* _WHAT IS NEEDED_: Among the entries below, find how many lines carry the word "message" and state only that figure.

(Items from a dataset)
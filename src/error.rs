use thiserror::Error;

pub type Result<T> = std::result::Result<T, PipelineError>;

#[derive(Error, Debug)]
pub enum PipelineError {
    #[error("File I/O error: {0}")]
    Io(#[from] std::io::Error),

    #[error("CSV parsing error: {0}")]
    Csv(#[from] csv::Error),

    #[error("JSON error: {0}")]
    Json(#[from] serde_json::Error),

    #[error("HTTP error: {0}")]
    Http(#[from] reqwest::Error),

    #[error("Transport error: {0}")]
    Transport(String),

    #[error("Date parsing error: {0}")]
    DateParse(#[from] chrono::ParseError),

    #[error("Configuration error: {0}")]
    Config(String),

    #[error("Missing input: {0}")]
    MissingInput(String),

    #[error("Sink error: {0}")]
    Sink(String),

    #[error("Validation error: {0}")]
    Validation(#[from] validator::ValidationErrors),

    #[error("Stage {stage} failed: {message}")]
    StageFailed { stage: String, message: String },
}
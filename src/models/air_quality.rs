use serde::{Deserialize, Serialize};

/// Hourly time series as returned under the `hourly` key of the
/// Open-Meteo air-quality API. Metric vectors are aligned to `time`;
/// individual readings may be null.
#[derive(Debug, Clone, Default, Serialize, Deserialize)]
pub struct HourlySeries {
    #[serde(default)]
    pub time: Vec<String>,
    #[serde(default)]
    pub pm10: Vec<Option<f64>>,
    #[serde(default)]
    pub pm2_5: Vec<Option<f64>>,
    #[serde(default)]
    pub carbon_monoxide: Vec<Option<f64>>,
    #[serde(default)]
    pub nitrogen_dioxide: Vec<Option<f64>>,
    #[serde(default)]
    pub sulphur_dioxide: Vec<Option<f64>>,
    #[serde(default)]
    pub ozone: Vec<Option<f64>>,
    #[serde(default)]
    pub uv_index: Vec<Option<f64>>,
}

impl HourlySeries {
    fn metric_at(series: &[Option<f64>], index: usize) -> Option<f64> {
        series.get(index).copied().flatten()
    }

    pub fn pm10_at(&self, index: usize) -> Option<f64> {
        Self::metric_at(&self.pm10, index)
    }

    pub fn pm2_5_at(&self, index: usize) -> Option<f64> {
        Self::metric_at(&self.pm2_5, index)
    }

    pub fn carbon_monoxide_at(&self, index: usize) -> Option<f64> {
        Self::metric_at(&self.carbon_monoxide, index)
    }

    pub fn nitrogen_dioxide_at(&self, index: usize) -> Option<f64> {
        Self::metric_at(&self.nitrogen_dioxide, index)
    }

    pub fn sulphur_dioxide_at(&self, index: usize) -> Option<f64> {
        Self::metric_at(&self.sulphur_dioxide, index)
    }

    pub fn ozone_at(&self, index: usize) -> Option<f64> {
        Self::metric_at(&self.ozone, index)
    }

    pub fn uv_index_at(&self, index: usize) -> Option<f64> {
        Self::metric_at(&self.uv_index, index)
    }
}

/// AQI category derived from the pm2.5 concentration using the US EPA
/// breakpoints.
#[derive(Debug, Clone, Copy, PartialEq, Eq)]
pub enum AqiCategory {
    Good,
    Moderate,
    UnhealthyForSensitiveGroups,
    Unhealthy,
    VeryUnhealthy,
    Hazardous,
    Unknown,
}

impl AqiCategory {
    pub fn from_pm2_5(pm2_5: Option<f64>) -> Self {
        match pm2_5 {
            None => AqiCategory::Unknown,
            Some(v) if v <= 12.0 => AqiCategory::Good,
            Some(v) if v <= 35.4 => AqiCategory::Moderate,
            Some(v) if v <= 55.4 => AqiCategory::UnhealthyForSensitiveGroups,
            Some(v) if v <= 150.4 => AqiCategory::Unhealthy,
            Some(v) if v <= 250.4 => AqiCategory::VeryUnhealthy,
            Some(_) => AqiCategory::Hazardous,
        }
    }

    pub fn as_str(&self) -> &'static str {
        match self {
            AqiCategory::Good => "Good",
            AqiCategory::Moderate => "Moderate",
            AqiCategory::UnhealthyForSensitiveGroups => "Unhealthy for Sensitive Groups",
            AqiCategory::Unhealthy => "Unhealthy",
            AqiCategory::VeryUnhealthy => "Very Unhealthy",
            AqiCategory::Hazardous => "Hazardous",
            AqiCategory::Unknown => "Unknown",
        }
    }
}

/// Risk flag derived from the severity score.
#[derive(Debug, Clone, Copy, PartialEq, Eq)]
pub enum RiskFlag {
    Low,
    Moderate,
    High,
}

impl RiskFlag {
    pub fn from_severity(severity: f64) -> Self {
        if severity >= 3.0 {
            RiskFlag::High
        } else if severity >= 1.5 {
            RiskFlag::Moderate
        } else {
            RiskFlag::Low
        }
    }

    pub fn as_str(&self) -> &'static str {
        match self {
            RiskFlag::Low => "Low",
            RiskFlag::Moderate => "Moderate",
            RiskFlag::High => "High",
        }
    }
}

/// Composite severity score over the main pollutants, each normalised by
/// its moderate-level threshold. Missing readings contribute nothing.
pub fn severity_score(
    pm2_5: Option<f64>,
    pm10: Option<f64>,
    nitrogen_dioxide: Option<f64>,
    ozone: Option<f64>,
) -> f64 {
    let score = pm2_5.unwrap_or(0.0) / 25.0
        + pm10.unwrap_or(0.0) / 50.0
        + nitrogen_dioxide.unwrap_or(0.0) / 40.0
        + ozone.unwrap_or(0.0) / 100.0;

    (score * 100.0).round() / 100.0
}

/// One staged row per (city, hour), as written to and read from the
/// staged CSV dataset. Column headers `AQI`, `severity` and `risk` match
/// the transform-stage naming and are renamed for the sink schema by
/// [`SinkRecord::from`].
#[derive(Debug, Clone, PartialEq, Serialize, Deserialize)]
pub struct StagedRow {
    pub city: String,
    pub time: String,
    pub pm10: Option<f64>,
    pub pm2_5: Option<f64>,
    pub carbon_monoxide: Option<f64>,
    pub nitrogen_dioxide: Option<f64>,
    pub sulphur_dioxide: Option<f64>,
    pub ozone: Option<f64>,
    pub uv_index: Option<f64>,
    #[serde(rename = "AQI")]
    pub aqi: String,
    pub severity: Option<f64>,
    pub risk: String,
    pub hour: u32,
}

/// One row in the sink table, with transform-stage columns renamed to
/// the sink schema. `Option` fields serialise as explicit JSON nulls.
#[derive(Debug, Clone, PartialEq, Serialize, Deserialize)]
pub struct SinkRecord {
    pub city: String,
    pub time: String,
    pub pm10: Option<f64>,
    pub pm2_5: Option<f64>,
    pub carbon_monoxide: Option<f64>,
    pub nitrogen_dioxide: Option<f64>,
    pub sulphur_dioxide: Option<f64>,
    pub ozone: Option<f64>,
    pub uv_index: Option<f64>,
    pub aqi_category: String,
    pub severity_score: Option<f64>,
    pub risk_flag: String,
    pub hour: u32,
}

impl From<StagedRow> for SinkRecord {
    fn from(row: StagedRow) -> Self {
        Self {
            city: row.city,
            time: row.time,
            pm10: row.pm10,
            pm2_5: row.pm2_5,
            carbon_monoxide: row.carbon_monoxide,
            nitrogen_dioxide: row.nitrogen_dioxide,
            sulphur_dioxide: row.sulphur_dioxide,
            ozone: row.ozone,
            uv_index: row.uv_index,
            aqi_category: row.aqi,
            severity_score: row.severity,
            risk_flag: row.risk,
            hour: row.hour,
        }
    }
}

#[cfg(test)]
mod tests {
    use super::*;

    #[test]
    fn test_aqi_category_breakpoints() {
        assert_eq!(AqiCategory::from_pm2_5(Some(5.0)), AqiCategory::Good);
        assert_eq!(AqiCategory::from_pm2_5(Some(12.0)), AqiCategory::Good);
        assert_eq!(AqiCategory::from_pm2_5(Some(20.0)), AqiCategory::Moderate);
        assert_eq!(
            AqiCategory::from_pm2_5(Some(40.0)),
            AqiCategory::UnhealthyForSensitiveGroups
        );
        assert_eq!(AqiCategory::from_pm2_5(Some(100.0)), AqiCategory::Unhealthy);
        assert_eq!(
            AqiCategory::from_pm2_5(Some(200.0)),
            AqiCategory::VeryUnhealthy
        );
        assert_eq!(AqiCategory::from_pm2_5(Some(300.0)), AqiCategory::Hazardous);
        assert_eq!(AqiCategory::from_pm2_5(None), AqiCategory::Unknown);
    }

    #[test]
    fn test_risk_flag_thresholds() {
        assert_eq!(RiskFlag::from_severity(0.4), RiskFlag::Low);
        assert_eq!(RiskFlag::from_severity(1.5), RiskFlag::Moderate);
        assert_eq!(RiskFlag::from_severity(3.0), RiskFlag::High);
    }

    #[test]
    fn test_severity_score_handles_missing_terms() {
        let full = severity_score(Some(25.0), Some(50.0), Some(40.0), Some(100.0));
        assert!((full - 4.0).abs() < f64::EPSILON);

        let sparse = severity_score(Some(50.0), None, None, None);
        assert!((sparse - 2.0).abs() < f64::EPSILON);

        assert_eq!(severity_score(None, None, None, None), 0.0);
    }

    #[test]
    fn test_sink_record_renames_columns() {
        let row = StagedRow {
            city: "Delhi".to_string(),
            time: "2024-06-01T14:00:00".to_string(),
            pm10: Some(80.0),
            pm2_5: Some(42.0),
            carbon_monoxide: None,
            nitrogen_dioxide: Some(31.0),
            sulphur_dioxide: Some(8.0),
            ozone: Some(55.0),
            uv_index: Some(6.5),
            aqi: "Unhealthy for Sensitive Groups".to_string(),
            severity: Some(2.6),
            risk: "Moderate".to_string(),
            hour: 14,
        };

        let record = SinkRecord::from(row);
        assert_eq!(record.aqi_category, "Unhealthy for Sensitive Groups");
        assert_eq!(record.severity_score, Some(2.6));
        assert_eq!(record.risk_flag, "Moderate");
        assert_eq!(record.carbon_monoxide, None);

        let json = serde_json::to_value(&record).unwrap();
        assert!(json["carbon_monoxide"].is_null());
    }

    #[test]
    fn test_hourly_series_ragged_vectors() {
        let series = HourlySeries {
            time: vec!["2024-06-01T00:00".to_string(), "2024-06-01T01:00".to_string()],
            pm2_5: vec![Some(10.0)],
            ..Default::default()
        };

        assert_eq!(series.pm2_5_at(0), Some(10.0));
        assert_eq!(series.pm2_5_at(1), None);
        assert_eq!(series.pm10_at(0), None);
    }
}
---
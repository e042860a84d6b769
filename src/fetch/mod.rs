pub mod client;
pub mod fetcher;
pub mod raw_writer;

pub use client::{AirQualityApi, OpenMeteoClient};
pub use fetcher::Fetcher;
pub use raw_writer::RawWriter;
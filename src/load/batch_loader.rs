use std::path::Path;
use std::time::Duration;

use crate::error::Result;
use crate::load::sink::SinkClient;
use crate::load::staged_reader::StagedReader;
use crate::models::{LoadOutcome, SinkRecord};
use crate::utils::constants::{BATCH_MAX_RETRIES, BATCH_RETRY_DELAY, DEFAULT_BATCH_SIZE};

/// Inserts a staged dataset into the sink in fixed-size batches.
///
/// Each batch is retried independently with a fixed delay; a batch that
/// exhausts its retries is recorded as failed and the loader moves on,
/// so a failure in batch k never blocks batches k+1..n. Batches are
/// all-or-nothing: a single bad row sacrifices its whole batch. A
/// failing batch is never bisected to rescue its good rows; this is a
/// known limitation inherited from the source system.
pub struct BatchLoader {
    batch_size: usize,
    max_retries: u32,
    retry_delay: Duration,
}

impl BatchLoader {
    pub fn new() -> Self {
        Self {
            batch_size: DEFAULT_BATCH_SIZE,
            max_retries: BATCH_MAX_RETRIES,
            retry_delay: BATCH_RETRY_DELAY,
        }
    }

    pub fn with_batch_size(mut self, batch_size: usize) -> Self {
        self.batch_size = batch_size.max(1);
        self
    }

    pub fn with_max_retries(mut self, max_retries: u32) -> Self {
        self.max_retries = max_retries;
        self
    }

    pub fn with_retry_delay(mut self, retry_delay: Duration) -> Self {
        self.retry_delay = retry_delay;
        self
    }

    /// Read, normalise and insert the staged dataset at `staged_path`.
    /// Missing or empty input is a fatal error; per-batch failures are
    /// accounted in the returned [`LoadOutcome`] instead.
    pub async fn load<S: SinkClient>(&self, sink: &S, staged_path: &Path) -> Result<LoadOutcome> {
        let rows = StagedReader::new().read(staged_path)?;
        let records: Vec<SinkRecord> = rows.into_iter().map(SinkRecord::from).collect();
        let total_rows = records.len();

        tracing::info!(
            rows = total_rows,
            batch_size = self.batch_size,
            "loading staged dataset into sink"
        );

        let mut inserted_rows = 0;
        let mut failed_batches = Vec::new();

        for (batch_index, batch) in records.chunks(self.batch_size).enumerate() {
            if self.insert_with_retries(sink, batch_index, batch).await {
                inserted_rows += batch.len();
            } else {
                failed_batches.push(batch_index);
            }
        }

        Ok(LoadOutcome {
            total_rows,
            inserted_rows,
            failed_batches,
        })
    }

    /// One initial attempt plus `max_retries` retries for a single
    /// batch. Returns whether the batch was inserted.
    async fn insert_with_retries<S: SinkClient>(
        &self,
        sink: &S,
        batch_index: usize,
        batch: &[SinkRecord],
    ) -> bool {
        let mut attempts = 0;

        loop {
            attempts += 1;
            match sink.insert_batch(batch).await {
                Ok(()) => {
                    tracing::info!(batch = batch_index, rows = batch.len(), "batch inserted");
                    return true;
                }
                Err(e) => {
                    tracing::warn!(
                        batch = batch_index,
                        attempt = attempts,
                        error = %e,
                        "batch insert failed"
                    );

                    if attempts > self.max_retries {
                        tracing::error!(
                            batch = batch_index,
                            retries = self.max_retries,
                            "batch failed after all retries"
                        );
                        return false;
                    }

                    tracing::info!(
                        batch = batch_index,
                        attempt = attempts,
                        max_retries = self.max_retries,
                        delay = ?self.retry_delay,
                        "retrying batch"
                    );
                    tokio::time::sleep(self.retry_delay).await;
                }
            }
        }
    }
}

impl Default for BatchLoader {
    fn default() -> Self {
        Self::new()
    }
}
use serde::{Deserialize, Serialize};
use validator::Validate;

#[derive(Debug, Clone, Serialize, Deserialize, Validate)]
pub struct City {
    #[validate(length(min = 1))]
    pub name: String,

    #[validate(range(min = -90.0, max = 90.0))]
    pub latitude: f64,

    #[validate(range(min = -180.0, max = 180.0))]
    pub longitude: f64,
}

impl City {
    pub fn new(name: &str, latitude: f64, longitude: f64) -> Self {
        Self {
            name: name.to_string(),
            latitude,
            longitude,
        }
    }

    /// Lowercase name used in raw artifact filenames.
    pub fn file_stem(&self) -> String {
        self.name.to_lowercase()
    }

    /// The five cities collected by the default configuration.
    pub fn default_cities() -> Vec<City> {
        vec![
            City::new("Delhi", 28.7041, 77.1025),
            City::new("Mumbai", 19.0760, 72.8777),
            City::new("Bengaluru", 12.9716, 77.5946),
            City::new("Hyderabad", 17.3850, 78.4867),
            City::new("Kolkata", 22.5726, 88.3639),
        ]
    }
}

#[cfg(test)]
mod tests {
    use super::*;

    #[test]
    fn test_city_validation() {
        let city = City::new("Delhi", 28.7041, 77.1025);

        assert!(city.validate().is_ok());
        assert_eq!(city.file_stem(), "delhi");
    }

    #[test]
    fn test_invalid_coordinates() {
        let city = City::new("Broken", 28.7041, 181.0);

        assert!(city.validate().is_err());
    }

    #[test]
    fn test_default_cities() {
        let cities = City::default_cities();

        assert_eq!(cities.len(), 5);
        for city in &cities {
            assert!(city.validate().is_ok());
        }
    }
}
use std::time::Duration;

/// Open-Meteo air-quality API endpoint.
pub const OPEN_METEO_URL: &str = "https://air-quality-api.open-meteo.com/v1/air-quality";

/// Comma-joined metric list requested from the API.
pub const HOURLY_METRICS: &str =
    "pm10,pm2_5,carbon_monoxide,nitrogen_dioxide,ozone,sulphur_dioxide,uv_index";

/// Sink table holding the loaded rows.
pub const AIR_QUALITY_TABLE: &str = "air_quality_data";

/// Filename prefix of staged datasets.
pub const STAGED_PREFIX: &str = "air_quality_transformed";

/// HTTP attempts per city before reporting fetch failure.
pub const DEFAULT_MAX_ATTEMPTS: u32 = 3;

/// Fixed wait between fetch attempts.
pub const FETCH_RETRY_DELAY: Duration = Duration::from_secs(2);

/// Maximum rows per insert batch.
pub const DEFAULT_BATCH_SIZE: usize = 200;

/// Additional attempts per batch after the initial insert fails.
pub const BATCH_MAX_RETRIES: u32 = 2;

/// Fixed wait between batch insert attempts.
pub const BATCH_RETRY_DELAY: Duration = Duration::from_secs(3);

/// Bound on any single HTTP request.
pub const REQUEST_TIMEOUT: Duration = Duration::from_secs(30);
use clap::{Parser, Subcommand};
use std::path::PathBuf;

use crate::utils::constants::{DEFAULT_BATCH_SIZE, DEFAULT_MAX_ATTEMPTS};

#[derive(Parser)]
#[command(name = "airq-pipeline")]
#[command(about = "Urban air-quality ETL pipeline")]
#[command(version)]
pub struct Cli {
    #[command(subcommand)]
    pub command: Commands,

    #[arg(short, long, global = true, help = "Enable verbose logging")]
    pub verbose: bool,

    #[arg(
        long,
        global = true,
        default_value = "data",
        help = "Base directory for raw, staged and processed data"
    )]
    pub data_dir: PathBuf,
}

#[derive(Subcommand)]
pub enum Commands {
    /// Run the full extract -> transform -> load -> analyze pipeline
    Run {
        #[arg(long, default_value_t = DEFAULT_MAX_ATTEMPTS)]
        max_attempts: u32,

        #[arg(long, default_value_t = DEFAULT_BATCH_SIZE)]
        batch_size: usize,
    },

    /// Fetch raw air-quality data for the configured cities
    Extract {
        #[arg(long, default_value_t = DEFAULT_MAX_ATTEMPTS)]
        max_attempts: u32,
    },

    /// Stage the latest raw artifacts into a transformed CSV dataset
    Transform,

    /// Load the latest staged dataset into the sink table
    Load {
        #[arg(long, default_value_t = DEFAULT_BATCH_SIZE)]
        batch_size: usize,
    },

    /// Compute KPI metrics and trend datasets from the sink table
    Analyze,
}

* _SOLUTION TO THIS TASK_: 2